- **Listed records**:
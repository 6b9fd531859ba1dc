//! # Deferred Engine
//!
//! Deferred lighting, cascaded shadows and visibility culling for a Vulkan
//! scene editor.
//!
//! ## Features
//!
//! - **Cascaded Shadow Maps**: texel-snapped cascades for the sun, plus spot light shadows
//! - **Light Classification**: local lights split into camera-containing and in-frustum sets
//! - **Object Culling**: frustum tests in object space for the camera, cascades and spot lights
//! - **LOD Selection**: projected-size thresholds, or a pinned LOD for debugging
//! - **Frame Ring**: N-buffered constants paced by a timeline fence
//! - **Resource States**: barriers emitted only on real state changes
//!
//! ## Quick Start
//!
//! ```rust,no_run
//! use deferred_engine::prelude::*;
//!
//! fn main() -> Result<(), Box<dyn std::error::Error>> {
//!     let mut registry = ResourceRegistry::new();
//!     let settings = RendererSettings::default();
//!     let mut renderer = DeferredRenderer::new(settings, &mut registry, GpuAddress(0))?;
//!
//!     let mut camera = Camera::new();
//!     let mut recorder = RecordingCommandList::new();
//!     let mut fence = HostFence::new();
//!     let context = RenderContext { geometry: &registry, total_time: 0.0 };
//!     let stats = renderer.render_frame(&mut camera, &context, &mut recorder, &mut fence)?;
//!     println!("{} objects visible", stats.visible_objects);
//!     Ok(())
//! }
//! ```

#![warn(missing_docs)]
#![warn(clippy::all, clippy::pedantic, clippy::nursery)]
#![allow(clippy::module_name_repetitions, clippy::similar_names, clippy::too_many_arguments)]

pub mod config;
pub mod foundation;
pub mod render;

/// Common imports for renderer users
pub mod prelude {
    pub use crate::{
        config::{
            Config, ConfigError, LodSettings, PostProcessSettings, RendererSettings,
            ShadowSettings,
        },
        foundation::{
            bounds::{Aabb, BoundingSphere, Containment, Frustum},
            math::{Mat4, Mat4Ext, Quat, Transform, Vec2, Vec3},
        },
        render::{
            api::{
                CommandRecorder, GeometryProvider, GpuAddress, GpuFence, HostFence, MeshBuffers,
                RecordingCommandList, ResourceRegistry, SubmeshRange, TextureProvider,
            },
            Camera, DeferredRenderer, FrameStats, RenderContext, RenderError, RenderResult,
        },
        render::systems::lighting::{LightDesc, LightKey, LightType},
        render::systems::visibility::{LodLevel, LodMode, ObjectDesc, ObjectFlags, ObjectKey},
    };
}
//! Per-frame data: GPU constant layouts, the frame ring and dirty tracking

pub mod constants;
pub mod dirty;
pub mod frame_resource;

pub use constants::{
    CascadeConstants, DirectionalLightConstants, LocalLightConstants, ObjectConstants,
    PassConstants, ShadowViewConstants, TransformConstants,
};
pub use dirty::DirtyFrames;
pub use frame_resource::{BufferRegion, FrameResource, FrameRing, UploadBuffer};
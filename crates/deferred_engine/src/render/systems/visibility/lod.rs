//! Level-of-detail selection from projected screen size
//!
//! Selection is stateless per object and per frame. There is no hysteresis, so
//! an object sitting right at a threshold can switch LOD every frame.

use crate::config::LodSettings;

/// How LODs are chosen
#[derive(Debug, Clone, Copy, PartialEq, Eq)]
pub enum LodMode {
    /// From projected size against the thresholds
    Auto,
    /// Every object uses this LOD (clamped to what it has)
    Fixed(usize),
}

/// Projected diameter-ish size of a sphere in pixels
///
/// `(radius / view_z) * (screen_height / (2 * tan(fov_y / 2)))`. Anything at
/// or behind the eye plane projects to infinity.
pub fn projected_size(radius: f32, view_z: f32, screen_height: f32, fov_y: f32) -> f32 {
    if view_z <= 0.0 {
        return f32::INFINITY;
    }
    (radius / view_z) * (screen_height / (2.0 * (fov_y * 0.5).tan()))
}

/// Maps projected sizes to LOD indices
#[derive(Debug, Clone)]
pub struct LodSelector {
    thresholds: Vec<f32>,
    mode: LodMode,
}

impl LodSelector {
    /// Selector from settings; a pinned LOD selects [`LodMode::Fixed`]
    pub fn new(settings: &LodSettings) -> Self {
        Self {
            thresholds: settings.thresholds.clone(),
            mode: settings.pinned.map_or(LodMode::Auto, LodMode::Fixed),
        }
    }

    /// Current mode
    pub fn mode(&self) -> LodMode {
        self.mode
    }

    /// Switch between automatic and pinned selection
    pub fn set_mode(&mut self, mode: LodMode) {
        self.mode = mode;
    }

    /// LOD index for a projected size, before clamping to an object's LOD count
    ///
    /// Sizes above `thresholds[0]` give LOD 0, above `thresholds[1]` LOD 1,
    /// and so on; anything below the last threshold gets `thresholds.len()`.
    pub fn lod_for_size(&self, size: f32) -> usize {
        self.thresholds
            .iter()
            .position(|threshold| size > *threshold)
            .unwrap_or(self.thresholds.len())
    }

    /// LOD for an object with `lod_count` levels
    pub fn select(
        &self,
        radius: f32,
        view_z: f32,
        screen_height: f32,
        fov_y: f32,
        lod_count: usize,
    ) -> usize {
        let last = lod_count.saturating_sub(1);
        match self.mode {
            LodMode::Fixed(lod) => lod.min(last),
            LodMode::Auto => {
                let size = projected_size(radius, view_z, screen_height, fov_y);
                self.lod_for_size(size).min(last)
            }
        }
    }
}
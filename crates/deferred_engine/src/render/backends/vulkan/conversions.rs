//! Mapping from backend-agnostic states and formats to Vulkan enums

use ash::vk;

use crate::render::api::ConstantSlot;
use crate::render::resources::{ResourceState, TextureFormat};

/// Layout, access mask and pipeline stage a texture has in one state
#[derive(Debug, Clone, Copy, PartialEq, Eq)]
pub struct ImageStateInfo {
    /// Image layout
    pub layout: vk::ImageLayout,
    /// Accesses performed in the state
    pub access: vk::AccessFlags,
    /// Stages performing those accesses
    pub stage: vk::PipelineStageFlags,
}

/// Vulkan description of `state` for a colour or depth texture
///
/// Sampled depth uses the read-only depth layout so the same image can stay
/// bound as a read-only attachment while it is sampled.
pub fn image_state(state: ResourceState, is_depth: bool) -> ImageStateInfo {
    let (layout, access, stage) = match state {
        ResourceState::Undefined => (
            vk::ImageLayout::UNDEFINED,
            vk::AccessFlags::empty(),
            vk::PipelineStageFlags::TOP_OF_PIPE,
        ),
        ResourceState::RenderTarget => (
            vk::ImageLayout::COLOR_ATTACHMENT_OPTIMAL,
            vk::AccessFlags::COLOR_ATTACHMENT_READ | vk::AccessFlags::COLOR_ATTACHMENT_WRITE,
            vk::PipelineStageFlags::COLOR_ATTACHMENT_OUTPUT,
        ),
        ResourceState::DepthWrite => (
            vk::ImageLayout::DEPTH_ATTACHMENT_OPTIMAL,
            vk::AccessFlags::DEPTH_STENCIL_ATTACHMENT_READ
                | vk::AccessFlags::DEPTH_STENCIL_ATTACHMENT_WRITE,
            vk::PipelineStageFlags::EARLY_FRAGMENT_TESTS
                | vk::PipelineStageFlags::LATE_FRAGMENT_TESTS,
        ),
        ResourceState::DepthRead => (
            vk::ImageLayout::DEPTH_READ_ONLY_OPTIMAL,
            vk::AccessFlags::DEPTH_STENCIL_ATTACHMENT_READ,
            vk::PipelineStageFlags::EARLY_FRAGMENT_TESTS
                | vk::PipelineStageFlags::LATE_FRAGMENT_TESTS,
        ),
        ResourceState::ShaderResource => (
            if is_depth {
                vk::ImageLayout::DEPTH_READ_ONLY_OPTIMAL
            } else {
                vk::ImageLayout::SHADER_READ_ONLY_OPTIMAL
            },
            vk::AccessFlags::SHADER_READ,
            vk::PipelineStageFlags::FRAGMENT_SHADER | vk::PipelineStageFlags::COMPUTE_SHADER,
        ),
        ResourceState::UnorderedAccess => (
            vk::ImageLayout::GENERAL,
            vk::AccessFlags::SHADER_READ | vk::AccessFlags::SHADER_WRITE,
            vk::PipelineStageFlags::FRAGMENT_SHADER | vk::PipelineStageFlags::COMPUTE_SHADER,
        ),
        ResourceState::CopySource => (
            vk::ImageLayout::TRANSFER_SRC_OPTIMAL,
            vk::AccessFlags::TRANSFER_READ,
            vk::PipelineStageFlags::TRANSFER,
        ),
        ResourceState::CopyDest => (
            vk::ImageLayout::TRANSFER_DST_OPTIMAL,
            vk::AccessFlags::TRANSFER_WRITE,
            vk::PipelineStageFlags::TRANSFER,
        ),
        ResourceState::Present => (
            vk::ImageLayout::PRESENT_SRC_KHR,
            vk::AccessFlags::empty(),
            vk::PipelineStageFlags::BOTTOM_OF_PIPE,
        ),
    };
    ImageStateInfo {
        layout,
        access,
        stage,
    }
}

/// Vulkan format of a texture format
pub fn vk_format(format: TextureFormat) -> vk::Format {
    match format {
        TextureFormat::Rgba8Srgb => vk::Format::R8G8B8A8_SRGB,
        TextureFormat::Rgba8Unorm => vk::Format::R8G8B8A8_UNORM,
        TextureFormat::Rgba16Float => vk::Format::R16G16B16A16_SFLOAT,
        TextureFormat::Rg16Float => vk::Format::R16G16_SFLOAT,
        TextureFormat::Depth32Float => vk::Format::D32_SFLOAT,
    }
}

/// Image aspect touched by barriers and views of a texture format
pub fn aspect_mask(format: TextureFormat) -> vk::ImageAspectFlags {
    if format.is_depth() {
        vk::ImageAspectFlags::DEPTH
    } else {
        vk::ImageAspectFlags::COLOR
    }
}

/// Number of device addresses in the push constant block
pub const CONSTANT_SLOT_COUNT: usize = 9;

/// Position of a constant slot in the push constant block
pub fn constant_slot_index(slot: ConstantSlot) -> usize {
    match slot {
        ConstantSlot::Pass => 0,
        ConstantSlot::Object => 1,
        ConstantSlot::DirectionalLight => 2,
        ConstantSlot::Cascades => 3,
        ConstantSlot::LocalLights => 4,
        ConstantSlot::LocalLightInstance => 5,
        ConstantSlot::ContainingLightIndices => 6,
        ConstantSlot::InsideLightIndices => 7,
        ConstantSlot::ShadowView => 8,
    }
}

#[cfg(test)]
mod tests {
    use super::*;

    #[test]
    fn test_sampled_depth_uses_read_only_layout() {
        let depth = image_state(ResourceState::ShaderResource, true);
        let color = image_state(ResourceState::ShaderResource, false);
        assert_eq!(depth.layout, vk::ImageLayout::DEPTH_READ_ONLY_OPTIMAL);
        assert_eq!(color.layout, vk::ImageLayout::SHADER_READ_ONLY_OPTIMAL);
        assert_eq!(depth.access, vk::AccessFlags::SHADER_READ);
    }

    #[test]
    fn test_write_states_carry_write_access() {
        for state in [
            ResourceState::RenderTarget,
            ResourceState::DepthWrite,
            ResourceState::UnorderedAccess,
            ResourceState::CopyDest,
        ] {
            assert!(state.is_write());
            let access = image_state(state, false).access;
            assert!(
                access.intersects(
                    vk::AccessFlags::COLOR_ATTACHMENT_WRITE
                        | vk::AccessFlags::DEPTH_STENCIL_ATTACHMENT_WRITE
                        | vk::AccessFlags::SHADER_WRITE
                        | vk::AccessFlags::TRANSFER_WRITE
                ),
                "{:?}",
                state
            );
        }
    }

    #[test]
    fn test_formats_and_aspects() {
        assert_eq!(vk_format(TextureFormat::Depth32Float), vk::Format::D32_SFLOAT);
        assert_eq!(aspect_mask(TextureFormat::Depth32Float), vk::ImageAspectFlags::DEPTH);
        assert_eq!(aspect_mask(TextureFormat::Rg16Float), vk::ImageAspectFlags::COLOR);
    }

    #[test]
    fn test_constant_slots_are_distinct() {
        let slots = [
            ConstantSlot::Pass,
            ConstantSlot::Object,
            ConstantSlot::DirectionalLight,
            ConstantSlot::Cascades,
            ConstantSlot::LocalLights,
            ConstantSlot::LocalLightInstance,
            ConstantSlot::ContainingLightIndices,
            ConstantSlot::InsideLightIndices,
            ConstantSlot::ShadowView,
        ];
        let mut seen = [false; CONSTANT_SLOT_COUNT];
        for slot in slots {
            let index = constant_slot_index(slot);
            assert!(!seen[index]);
            seen[index] = true;
        }
        assert!(seen.iter().all(|s| *s));
    }
}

- **Task to complete**:
Print only the lines from the top of the data above down to the line holding "a timeline fence", inclusive.

- **Solution to the exercise**:
repository 6b9fd531859ba1dc
//! # Deferred Engine
//!
//! Deferred lighting, cascaded shadows and visibility culling for a Vulkan
//! scene editor.
//!
//! ## Features
//!
//! - **Cascaded Shadow Maps**: texel-snapped cascades for the sun, plus spot light shadows
//! - **Light Classification**: local lights split into camera-containing and in-frustum sets
//! - **Object Culling**: frustum tests in object space for the camera, cascades and spot lights
//! - **LOD Selection**: projected-size thresholds, or a pinned LOD for debugging
//! - **Frame Ring**: N-buffered constants paced by a timeline fence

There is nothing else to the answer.